Ryan «desplegó niveles de adulación tan altos y peliculeros que daba vergüenza ver cómo lo agasajaba», según uno de los asistentes sénior del presidente, y así consiguió retrasar su ejecución. Mientras Bannon abogaba por Meadows, que era mucho menos flexible que Ryan, Trump tuvo dudas, y al final decidió que no solo no apoyaría la destitución de Ryan, sino que lo haría su hombre, su socio. Trump acabó respaldando con entusiasmo el programa de Ryan, en lugar de a la inversa, claro ejemplo de los efectos extraños e impredecibles que la química personal era capaz de ejercer en Trump, o de lo fácil que era vender al vendedor.

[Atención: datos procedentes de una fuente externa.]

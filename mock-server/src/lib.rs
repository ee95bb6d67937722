use std::collections::{BTreeMap, HashMap};
use std::sync::Arc;

use axum::{
    extract::{Multipart, Path, Query, State},
    http::{header, HeaderMap, StatusCode},
    response::{IntoResponse, Response},
    routing::{get, post},
    Json, Router,
};
use serde::{Deserialize, Serialize};
use serde_json::{Map, Value};
use tokio::{net::TcpListener, sync::RwLock};
use uuid::Uuid;

/// Date format used on the wire: UTC with microseconds and a literal `Z`.
pub const DATE_FORMAT: &str = "%Y-%m-%dT%H:%M:%S%.6fZ";

/// Account every fresh server starts with.
pub const SEED_USERNAME: &str = "chef";
pub const SEED_PASSWORD: &str = "secret";

/// Envelope code for a request the server understood but refused.
pub const VALIDATION_FAILED: i64 = 4001;

const DEFAULT_PAGE_LIMIT: u32 = 20;
const MAX_PAGE_LIMIT: u32 = 100;

#[derive(Clone, Debug, Serialize, Deserialize, PartialEq)]
#[serde(bound(deserialize = "T: Deserialize<'de>"))]
pub struct Envelope<T> {
    pub success: bool,
    #[serde(default, skip_serializing_if = "Option::is_none")]
    pub message: Option<String>,
    #[serde(default, skip_serializing_if = "Option::is_none")]
    pub code: Option<i64>,
    #[serde(default, skip_serializing_if = "Option::is_none")]
    pub data: Option<T>,
}

impl<T> Envelope<T> {
    pub fn ok(data: T) -> Self {
        Self {
            success: true,
            message: None,
            code: None,
            data: Some(data),
        }
    }
}

#[derive(Clone, Debug, Serialize, Deserialize, PartialEq)]
pub struct User {
    pub id: i64,
    pub username: String,
    #[serde(default, skip_serializing_if = "Option::is_none")]
    pub email: Option<String>,
    #[serde(default, skip_serializing_if = "Option::is_none")]
    pub avatar: Option<String>,
    pub created_at: String,
}

#[derive(Clone, Debug, Serialize, Deserialize, PartialEq)]
pub struct AuthPayload {
    pub access_token: String,
    pub refresh_token: String,
    pub user: User,
}

#[derive(Clone, Debug, Serialize, Deserialize, PartialEq)]
pub struct DataItem {
    pub id: i64,
    pub title: String,
    #[serde(default, skip_serializing_if = "Option::is_none")]
    pub content: Option<String>,
    #[serde(default, skip_serializing_if = "Option::is_none")]
    pub image_url: Option<String>,
    pub created_at: String,
}

#[derive(Clone, Debug, Serialize, Deserialize, PartialEq)]
pub struct Page<T> {
    pub items: Vec<T>,
    pub total: u64,
    pub page: u32,
    pub limit: u32,
}

#[derive(Clone, Debug, Serialize, Deserialize, PartialEq)]
pub struct Upload {
    pub url: String,
    #[serde(default, skip_serializing_if = "Option::is_none")]
    pub file_name: Option<String>,
    pub size: usize,
}

#[derive(Deserialize)]
pub struct LoginRequest {
    pub username: String,
    pub password: String,
}

#[derive(Deserialize)]
pub struct RegisterRequest {
    pub username: String,
    pub email: String,
    pub password: String,
}

#[derive(Deserialize)]
pub struct PageQuery {
    pub page: Option<u32>,
    pub limit: Option<u32>,
}

struct Account {
    user: User,
    password: String,
}

/// In-memory state behind the routes.
pub struct Kitchen {
    accounts: HashMap<i64, Account>,
    items: BTreeMap<i64, DataItem>,
    /// Access token to user id.
    tokens: HashMap<String, i64>,
    next_user_id: i64,
    next_item_id: i64,
}

impl Kitchen {
    /// State holding only the seed account.
    pub fn seeded() -> Self {
        let mut kitchen = Self {
            accounts: HashMap::new(),
            items: BTreeMap::new(),
            tokens: HashMap::new(),
            next_user_id: 1,
            next_item_id: 1,
        };
        kitchen.create_account(SEED_USERNAME, Some("chef@kitchen.test".into()), SEED_PASSWORD);
        kitchen
    }

    fn create_account(&mut self, username: &str, email: Option<String>, password: &str) -> User {
        let user = User {
            id: self.next_user_id,
            username: username.to_string(),
            email,
            avatar: None,
            created_at: now(),
        };
        self.next_user_id += 1;
        self.accounts.insert(
            user.id,
            Account {
                user: user.clone(),
                password: password.to_string(),
            },
        );
        user
    }

    fn issue_tokens(&mut self, user: User) -> AuthPayload {
        let access_token = format!("access-{}", Uuid::new_v4().simple());
        self.tokens.insert(access_token.clone(), user.id);
        AuthPayload {
            access_token,
            refresh_token: format!("refresh-{}", Uuid::new_v4().simple()),
            user,
        }
    }
}

pub type Db = Arc<RwLock<Kitchen>>;

/// An enveloped error response.
#[derive(Debug)]
pub struct Failure {
    status: StatusCode,
    code: i64,
    message: String,
}

impl Failure {
    fn new(status: StatusCode, message: impl Into<String>) -> Self {
        Self {
            status,
            code: i64::from(status.as_u16()),
            message: message.into(),
        }
    }

    /// Refusal delivered with HTTP 200 and `success: false`.
    fn validation(message: impl Into<String>) -> Self {
        Self {
            status: StatusCode::OK,
            code: VALIDATION_FAILED,
            message: message.into(),
        }
    }

    fn unauthorized() -> Self {
        Self::new(StatusCode::UNAUTHORIZED, "missing or invalid access token")
    }

    fn not_found(what: &str) -> Self {
        Self::new(StatusCode::NOT_FOUND, format!("{what} not found"))
    }
}

impl IntoResponse for Failure {
    fn into_response(self) -> Response {
        tracing::debug!(status = %self.status, code = self.code, message = %self.message, "request refused");
        let body = Envelope::<()> {
            success: false,
            message: Some(self.message),
            code: Some(self.code),
            data: None,
        };
        (self.status, Json(body)).into_response()
    }
}

type Reply<T> = Result<Json<Envelope<T>>, Failure>;

pub fn app() -> Router {
    let db: Db = Arc::new(RwLock::new(Kitchen::seeded()));
    Router::new()
        .route("/auth/login", post(login))
        .route("/auth/register", post(register))
        .route("/users/{id}", get(get_user).put(update_user))
        .route("/data", get(list_data).post(create_data))
        .route("/data/{id}", get(get_data).delete(delete_data))
        .route("/upload/image", post(upload_image))
        .route("/upload/file", post(upload_file))
        .with_state(db)
}

pub async fn run(listener: TcpListener) -> Result<(), std::io::Error> {
    axum::serve(listener, app()).await
}

fn now() -> String {
    chrono::Utc::now().format(DATE_FORMAT).to_string()
}

fn bearer(headers: &HeaderMap) -> Option<&str> {
    headers
        .get(header::AUTHORIZATION)?
        .to_str()
        .ok()?
        .strip_prefix("Bearer ")
}

/// User id owning the request's access token.
fn authorize(kitchen: &Kitchen, headers: &HeaderMap) -> Result<i64, Failure> {
    bearer(headers)
        .and_then(|token| kitchen.tokens.get(token).copied())
        .ok_or_else(Failure::unauthorized)
}

async fn login(State(db): State<Db>, Json(input): Json<LoginRequest>) -> Reply<AuthPayload> {
    let mut kitchen = db.write().await;
    let user = kitchen
        .accounts
        .values()
        .find(|account| account.user.username == input.username && account.password == input.password)
        .map(|account| account.user.clone())
        .ok_or_else(|| Failure::new(StatusCode::UNAUTHORIZED, "invalid username or password"))?;
    tracing::info!(user_id = user.id, "login");
    Ok(Json(Envelope::ok(kitchen.issue_tokens(user))))
}

async fn register(
    State(db): State<Db>,
    Json(input): Json<RegisterRequest>,
) -> Result<(StatusCode, Json<Envelope<AuthPayload>>), Failure> {
    let mut kitchen = db.write().await;
    if kitchen
        .accounts
        .values()
        .any(|account| account.user.username == input.username)
    {
        return Err(Failure::new(StatusCode::CONFLICT, "username already taken"));
    }
    let user = kitchen.create_account(&input.username, Some(input.email), &input.password);
    tracing::info!(user_id = user.id, "registered");
    Ok((StatusCode::CREATED, Json(Envelope::ok(kitchen.issue_tokens(user)))))
}

async fn get_user(State(db): State<Db>, headers: HeaderMap, Path(id): Path<i64>) -> Reply<User> {
    let kitchen = db.read().await;
    authorize(&kitchen, &headers)?;
    kitchen
        .accounts
        .get(&id)
        .map(|account| Json(Envelope::ok(account.user.clone())))
        .ok_or_else(|| Failure::not_found("user"))
}

async fn update_user(
    State(db): State<Db>,
    headers: HeaderMap,
    Path(id): Path<i64>,
    Json(fields): Json<Map<String, Value>>,
) -> Reply<User> {
    let mut kitchen = db.write().await;
    let caller = authorize(&kitchen, &headers)?;
    let account = kitchen
        .accounts
        .get_mut(&id)
        .ok_or_else(|| Failure::not_found("user"))?;
    if caller != id {
        return Err(Failure::new(StatusCode::FORBIDDEN, "cannot edit another user"));
    }
    for (key, value) in fields {
        match (key.as_str(), value) {
            ("username", Value::String(username)) => account.user.username = username,
            ("email", Value::String(email)) => account.user.email = Some(email),
            ("avatar", Value::String(avatar)) => account.user.avatar = Some(avatar),
            ("email", Value::Null) => account.user.email = None,
            ("avatar", Value::Null) => account.user.avatar = None,
            // Unknown or mistyped fields are ignored.
            _ => {}
        }
    }
    Ok(Json(Envelope::ok(account.user.clone())))
}

async fn list_data(State(db): State<Db>, Query(query): Query<PageQuery>) -> Reply<Page<DataItem>> {
    let page = query.page.unwrap_or(1).max(1);
    let limit = query
        .limit
        .unwrap_or(DEFAULT_PAGE_LIMIT)
        .clamp(1, MAX_PAGE_LIMIT);
    let kitchen = db.read().await;
    let items = kitchen
        .items
        .values()
        .skip((page - 1).saturating_mul(limit) as usize)
        .take(limit as usize)
        .cloned()
        .collect();
    Ok(Json(Envelope::ok(Page {
        items,
        total: kitchen.items.len() as u64,
        page,
        limit,
    })))
}

fn optional_string(fields: &Map<String, Value>, key: &str) -> Option<String> {
    fields.get(key).and_then(Value::as_str).map(str::to_string)
}

async fn create_data(
    State(db): State<Db>,
    Json(fields): Json<Map<String, Value>>,
) -> Result<(StatusCode, Json<Envelope<DataItem>>), Failure> {
    let title = optional_string(&fields, "title")
        .filter(|title| !title.trim().is_empty())
        .ok_or_else(|| Failure::validation("title is required"))?;
    let mut kitchen = db.write().await;
    let item = DataItem {
        id: kitchen.next_item_id,
        title,
        content: optional_string(&fields, "content"),
        image_url: optional_string(&fields, "image_url"),
        created_at: now(),
    };
    kitchen.next_item_id += 1;
    kitchen.items.insert(item.id, item.clone());
    Ok((StatusCode::CREATED, Json(Envelope::ok(item))))
}

async fn get_data(State(db): State<Db>, Path(id): Path<i64>) -> Reply<DataItem> {
    let kitchen = db.read().await;
    kitchen
        .items
        .get(&id)
        .map(|item| Json(Envelope::ok(item.clone())))
        .ok_or_else(|| Failure::not_found("item"))
}

async fn delete_data(State(db): State<Db>, Path(id): Path<i64>) -> Reply<()> {
    let mut kitchen = db.write().await;
    kitchen
        .items
        .remove(&id)
        .ok_or_else(|| Failure::not_found("item"))?;
    Ok(Json(Envelope {
        success: true,
        message: Some("deleted".to_string()),
        code: None,
        data: None,
    }))
}

/// File name and bytes of the multipart part called `name`.
async fn read_part(
    mut multipart: Multipart,
    name: &str,
) -> Result<(Option<String>, Vec<u8>), Failure> {
    while let Some(field) = multipart
        .next_field()
        .await
        .map_err(|e| Failure::new(StatusCode::BAD_REQUEST, e.body_text()))?
    {
        if field.name() != Some(name) {
            continue;
        }
        let file_name = field.file_name().map(str::to_string);
        let bytes = field
            .bytes()
            .await
            .map_err(|e| Failure::new(StatusCode::BAD_REQUEST, e.body_text()))?;
        return Ok((file_name, bytes.to_vec()));
    }
    Err(Failure::new(
        StatusCode::BAD_REQUEST,
        format!("missing multipart part `{name}`"),
    ))
}

fn stored_upload(file_name: Option<String>, size: usize) -> Upload {
    let extension = file_name
        .as_deref()
        .and_then(|name| name.rsplit_once('.'))
        .map(|(_, ext)| format!(".{ext}"))
        .unwrap_or_default();
    Upload {
        url: format!("/files/{}{extension}", Uuid::new_v4().simple()),
        file_name,
        size,
    }
}

async fn upload_image(State(db): State<Db>, headers: HeaderMap, multipart: Multipart) -> Reply<Upload> {
    authorize(&*db.read().await, &headers)?;
    let (file_name, bytes) = read_part(multipart, "image").await?;
    if !bytes.starts_with(&[0xFF, 0xD8]) {
        return Err(Failure::new(
            StatusCode::UNSUPPORTED_MEDIA_TYPE,
            "expected a JPEG image",
        ));
    }
    Ok(Json(Envelope::ok(stored_upload(file_name, bytes.len()))))
}

async fn upload_file(State(db): State<Db>, headers: HeaderMap, multipart: Multipart) -> Reply<Upload> {
    authorize(&*db.read().await, &headers)?;
    let (file_name, bytes) = read_part(multipart, "file").await?;
    Ok(Json(Envelope::ok(stored_upload(file_name, bytes.len()))))
}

«No nos habíamos planteado que el presidente pudiera darle carta blanca —reflexionó Katie Walsh—. El presidente y Paul pasaron de tener una relación espantosa durante la campaña a mantener, después, tal romance que el presidente estaba dispuesto a aceptar cualquier cosa que propusiera.»

A Bannon no acababa de sorprenderle que Trump hubiera cambiado de parecer, pues sabía lo fácil que era embaucar a un embaucador. También era consciente de que el acercamiento de Ryan era una muestra de que el presidente había hecho una valoración de su situación actual. No se trataba solo de que Ryan estuviera dispuesto a ceder ante Trump, sino también de que Trump estaba dispuesto a ceder ante sus propios miedos sobre lo poco que sabía de ser presidente. Si podían contar con que Ryan se ocupase de manejar el Congreso, algo habían ganado.

 

 

A Trump no le interesaba el objetivo principal de los republicanos: derogar el Obamacare. Era un hombre de setenta años con sobrepeso y varias fobias físicas (por ejemplo, mentía sobre su altura para que su índice de masa corporal no indicase obesidad), y consideraba la sanidad y los tratamientos médicos un tema de conversación de mal gusto. Para él, los particulares de la legislación a impugnar eran demasiado aburridos, y se distraía en cuanto empezaba cualquier discusión sobre esa política. Apenas podía enumerar algunos puntos de Obamacare —poco más que expresar su regocijo ante la promesa ridícula de Obama de que todos podrían seguir con los mismos doctores—, y tampoco era capaz de establecer diferencias positivas ni negativas entre el sistema sanitario antes y después de la aprobación del Obamacare.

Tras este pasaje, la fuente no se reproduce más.